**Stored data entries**
use plotters::prelude::*;
use serde::{Deserialize, Serialize};
use std::error::Error;
use std::fmt::Write as _;
use std::fs::{File, OpenOptions};
use std::path::Path;

use crate::optimizer::validation::validate_demand;
use crate::shared_data::{Allocation, DemandVector, DirectionReading};

/// One row of the allocation log: a single direction of a single solve.
#[derive(Debug, Clone, PartialEq, Serialize, Deserialize)]
pub struct AllocationRecord {
    pub timestamp: u64,
    pub intersection: String,
    pub direction: String,
    pub demand: f64,
    pub ideal: f64,
    pub green: f64,
    pub deviation: f64,
}

/// Reads `direction,volume` rows into a demand vector, keeping file order.
pub fn read_demand_csv(path: impl AsRef<Path>) -> Result<DemandVector, Box<dyn Error>> {
    let file = File::open(path.as_ref())?;
    let mut rdr = csv::ReaderBuilder::new().trim(csv::Trim::All).from_reader(file);
    let mut readings = Vec::new();
    for result in rdr.deserialize() {
        let reading: DirectionReading = result?;
        readings.push(reading);
    }
    let demand = DemandVector::from(readings);
    validate_demand(&demand)?;
    Ok(demand)
}

// Appends records to a CSV file, writing the header only for a new file.
fn log_to_csv<T: Serialize>(path: &Path, records: &[T]) -> Result<(), Box<dyn Error>> {
    let file_exists = path.exists();
    let file = OpenOptions::new().append(true).create(true).open(path)?;
    let mut wtr = csv::WriterBuilder::new()
        .has_headers(!file_exists)
        .from_writer(file);
    for record in records {
        wtr.serialize(record)?;
    }
    wtr.flush()?;
    Ok(())
}

pub fn allocation_records(
    intersection: &str,
    timestamp: u64,
    allocation: &Allocation,
) -> Vec<AllocationRecord> {
    allocation
        .timings()
        .iter()
        .map(|t| AllocationRecord {
            timestamp,
            intersection: intersection.to_string(),
            direction: t.direction.to_string(),
            demand: t.demand,
            ideal: t.ideal,
            green: t.green,
            deviation: t.deviation(),
        })
        .collect()
}

pub fn log_allocation(
    path: impl AsRef<Path>,
    intersection: &str,
    timestamp: u64,
    allocation: &Allocation,
) -> Result<(), Box<dyn Error>> {
    log_to_csv(
        path.as_ref(),
        &allocation_records(intersection, timestamp, allocation),
    )
}

pub fn read_allocation_log(path: impl AsRef<Path>) -> Result<Vec<AllocationRecord>, Box<dyn Error>> {
    let mut rdr = csv::Reader::from_path(path.as_ref())?;
    let mut records = Vec::new();
    for result in rdr.deserialize() {
        let record: AllocationRecord = result?;
        records.push(record);
    }
    Ok(records)
}

/// "North: 27.27 seconds", one line per direction.
pub fn format_durations(allocation: &Allocation) -> String {
    let mut out = String::new();
    for t in allocation.timings() {
        let _ = writeln!(out, "{}: {:.2} seconds", t.direction, t.green);
    }
    out
}

/// "North: Ideal = 27.27s | Optimized = 27.27s", one line per direction.
pub fn format_comparison(allocation: &Allocation) -> String {
    let mut out = String::new();
    for t in allocation.timings() {
        let _ = writeln!(
            out,
            "{}: Ideal = {:.2}s | Optimized = {:.2}s",
            t.direction, t.ideal, t.green
        );
    }
    out
}

/// Grouped bar chart of ideal vs optimized green time per direction.
pub fn draw_comparison_chart(
    allocation: &Allocation,
    path: impl AsRef<Path>,
) -> Result<(), Box<dyn Error>> {
    if allocation.is_empty() {
        return Err("nothing to plot: allocation has no directions".into());
    }

    let names: Vec<String> = allocation.directions().map(|d| d.to_string()).collect();
    let n = names.len();
    let y_max = allocation
        .timings()
        .iter()
        .map(|t| t.ideal.max(t.green))
        .fold(0.0, f64::max)
        * 1.15;

    let backend = BitMapBackend::new(path.as_ref(), (800, 600));
    let root = backend.into_drawing_area();
    root.fill(&WHITE)?;

    let mut chart = ChartBuilder::on(&root)
        .caption("Ideal vs Optimized Green Time", ("sans-serif", 20))
        .margin(30)
        .x_label_area_size(40)
        .y_label_area_size(50)
        .build_cartesian_2d(-0.5..(n as f64 - 0.5), 0.0..y_max.max(1.0))?;

    // Only whole-number ticks sit under a bar group.
    let direction_label = |x: &f64| {
        let idx = x.round();
        if (x - idx).abs() < 1e-6 && idx >= 0.0 && (idx as usize) < n {
            names[idx as usize].clone()
        } else {
            String::new()
        }
    };

    chart
        .configure_mesh()
        .disable_x_mesh()
        .x_labels(n)
        .x_label_formatter(&direction_label)
        .y_desc("seconds")
        .draw()?;

    let ideal_style = BLUE.mix(0.5).filled();
    let green_style = GREEN.mix(0.8).filled();

    chart
        .draw_series(allocation.timings().iter().enumerate().map(|(i, t)| {
            let x = i as f64;
            Rectangle::new([(x - 0.4, 0.0), (x, t.ideal)], ideal_style)
        }))?
        .label("ideal")
        .legend(move |(x, y)| Rectangle::new([(x, y - 5), (x + 10, y + 5)], ideal_style));

    chart
        .draw_series(allocation.timings().iter().enumerate().map(|(i, t)| {
            let x = i as f64;
            Rectangle::new([(x, 0.0), (x + 0.4, t.green)], green_style)
        }))?
        .label("optimized")
        .legend(move |(x, y)| Rectangle::new([(x, y - 5), (x + 10, y + 5)], green_style));

    chart
        .configure_series_labels()
        .background_style(WHITE.mix(0.8))
        .border_style(BLACK)
        .draw()?;

    root.present()?;
    log::info!("Comparison chart saved to {}", path.as_ref().display());
    Ok(())
}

**Requirement**
Using the records above, give the number of lines in which the word "legend" occurs, and nothing else.

**Answer to the exercise**
2